I have many so called Christian mentors who have completely turned their backs when i have told my story. I have been told that i just need to get over it and move on. That has made it harder. aren't you supposed to be there to cheer me on through my journey? Aren't you supposed to be the one i can tell all my trouble to? This is where i'm thankful (and sometimes VERY confused) that I am a Christian. With all the Christian relationships that have fallen into the judgemental catergory, i can always turn my thoughts to God. This is only a temporary fix though. I know that part of being a Christian, you have to have a group of people behind you cheering you on, otherwise you can get lost, very quickly. I wish that i wasn't confused. i wish that all the answers for my life were just a hop, skip and jump away. I know that there are also tests as a Christian and when you get through them you are so much stronger, but i don't like the road you have to go on to get there. I want that relationship with God to be the one thing in my life that is stable, but i don't know how to do it. I don't know how to even start.

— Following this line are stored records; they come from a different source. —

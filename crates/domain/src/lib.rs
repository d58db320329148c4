use chrono::{DateTime, Duration, Utc};
use serde::{Deserialize, Serialize};

/// Access tokens this close to expiry are treated as already expired.
pub const EXPIRY_SKEW_SECS: i64 = 60;

/// Represents a video resource as returned by `videos.list`
#[derive(Debug, Clone, Serialize, Deserialize)]
#[serde(rename_all = "camelCase")]
pub struct Video {
    pub id: String,
    pub snippet: VideoSnippet,
    #[serde(default, skip_serializing_if = "Option::is_none")]
    pub statistics: Option<VideoStatistics>,
}

#[derive(Debug, Clone, Default, Serialize, Deserialize)]
#[serde(rename_all = "camelCase")]
pub struct VideoSnippet {
    #[serde(default)]
    pub channel_id: String,
    #[serde(default)]
    pub title: String,
    #[serde(default)]
    pub description: String,
    #[serde(default)]
    pub channel_title: String,
    #[serde(default, skip_serializing_if = "Option::is_none")]
    pub category_id: Option<String>,
    #[serde(default, skip_serializing_if = "Option::is_none")]
    pub published_at: Option<DateTime<Utc>>,
}

/// Counters are transported as decimal strings by the platform.
#[derive(Debug, Clone, Default, Serialize, Deserialize)]
#[serde(rename_all = "camelCase")]
pub struct VideoStatistics {
    #[serde(default, skip_serializing_if = "Option::is_none")]
    pub view_count: Option<String>,
    #[serde(default, skip_serializing_if = "Option::is_none")]
    pub like_count: Option<String>,
    #[serde(default, skip_serializing_if = "Option::is_none")]
    pub comment_count: Option<String>,
}

impl VideoStatistics {
    pub fn views(&self) -> Option<u64> {
        self.view_count.as_deref().and_then(|v| v.parse().ok())
    }

    pub fn likes(&self) -> Option<u64> {
        self.like_count.as_deref().and_then(|v| v.parse().ok())
    }
}

/// A top-level comment plus (unused here) replies
#[derive(Debug, Clone, Serialize, Deserialize)]
#[serde(rename_all = "camelCase")]
pub struct CommentThread {
    pub id: String,
    pub snippet: CommentThreadSnippet,
}

#[derive(Debug, Clone, Serialize, Deserialize)]
#[serde(rename_all = "camelCase")]
pub struct CommentThreadSnippet {
    #[serde(default)]
    pub video_id: String,
    pub top_level_comment: Comment,
}

#[derive(Debug, Clone, Serialize, Deserialize)]
#[serde(rename_all = "camelCase")]
pub struct Comment {
    pub id: String,
    pub snippet: CommentSnippet,
}

#[derive(Debug, Clone, Serialize, Deserialize)]
#[serde(rename_all = "camelCase")]
pub struct CommentSnippet {
    #[serde(default)]
    pub author_display_name: String,
    #[serde(default)]
    pub author_profile_image_url: String,
    #[serde(default, skip_serializing_if = "Option::is_none")]
    pub author_channel_id: Option<AuthorChannelId>,
    #[serde(default)]
    pub text_display: String,
    pub published_at: DateTime<Utc>,
}

#[derive(Debug, Clone, Serialize, Deserialize)]
pub struct AuthorChannelId {
    pub value: String,
}

impl CommentThread {
    /// Id of the top-level comment, which is what `comments.delete` expects
    pub fn comment_id(&self) -> &str {
        &self.snippet.top_level_comment.id
    }

    pub fn author_channel_id(&self) -> Option<&str> {
        self.snippet
            .top_level_comment
            .snippet
            .author_channel_id
            .as_ref()
            .map(|c| c.value.as_str())
    }

    pub fn author_name(&self) -> &str {
        &self.snippet.top_level_comment.snippet.author_display_name
    }

    pub fn text(&self) -> &str {
        &self.snippet.top_level_comment.snippet.text_display
    }

    pub fn published_at(&self) -> DateTime<Utc> {
        self.snippet.top_level_comment.snippet.published_at
    }

    /// True when the comment was written by the channel that owns `video`
    pub fn is_authored_by_owner_of(&self, video: &Video) -> bool {
        matches!(self.author_channel_id(), Some(id) if id == video.snippet.channel_id)
    }
}

/// OAuth token pair held in process memory
#[derive(Debug, Clone, Serialize, Deserialize)]
pub struct OAuthCredential {
    pub access_token: String,
    pub refresh_token: Option<String>,
    pub expires_at: Option<DateTime<Utc>>,
    pub scope: Option<String>,
}

impl OAuthCredential {
    pub fn new(
        access_token: String,
        refresh_token: Option<String>,
        expires_in: Option<i64>,
        scope: Option<String>,
    ) -> Self {
        Self {
            access_token,
            refresh_token,
            expires_at: expires_in.map(|secs| Utc::now() + Duration::seconds(secs)),
            scope,
        }
    }

    /// Check if the access token is expired (or about to be)
    pub fn is_expired(&self) -> bool {
        self.is_expired_at(Utc::now())
    }

    pub fn is_expired_at(&self, now: DateTime<Utc>) -> bool {
        match self.expires_at {
            Some(expiry) => now + Duration::seconds(EXPIRY_SKEW_SECS) >= expiry,
            None => false,
        }
    }

    pub fn can_refresh(&self) -> bool {
        self.refresh_token.as_deref().is_some_and(|t| !t.is_empty())
    }
}

/// Placeholder account record; nothing routes to it yet
#[derive(Debug, Clone, Serialize, Deserialize)]
pub struct User {
    pub id: String,
    pub username: String,
    /// Argon2id PHC string
    #[serde(skip_serializing)]
    pub password_hash: String,
    pub created_at: DateTime<Utc>,
}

Until i figure it out, i will patiently wait for the answers. I will still follow Him with an undignified love that can only be described to Him. I will be His servant, no matter the confusion or unanswered questions.

1 comment:

  1. wow. i love seeing the transparent side of you! one thing that i am realizing is that i believe in a REAL GOD who answers prayers in very REAL ways. i know that is hard to hear and understand, but i really think that GOD wants to answer your questions if you are ready to hear HIS side. i love you fiercely. you can ask me too, i may not know the answer but i will dig with you till we find the answer!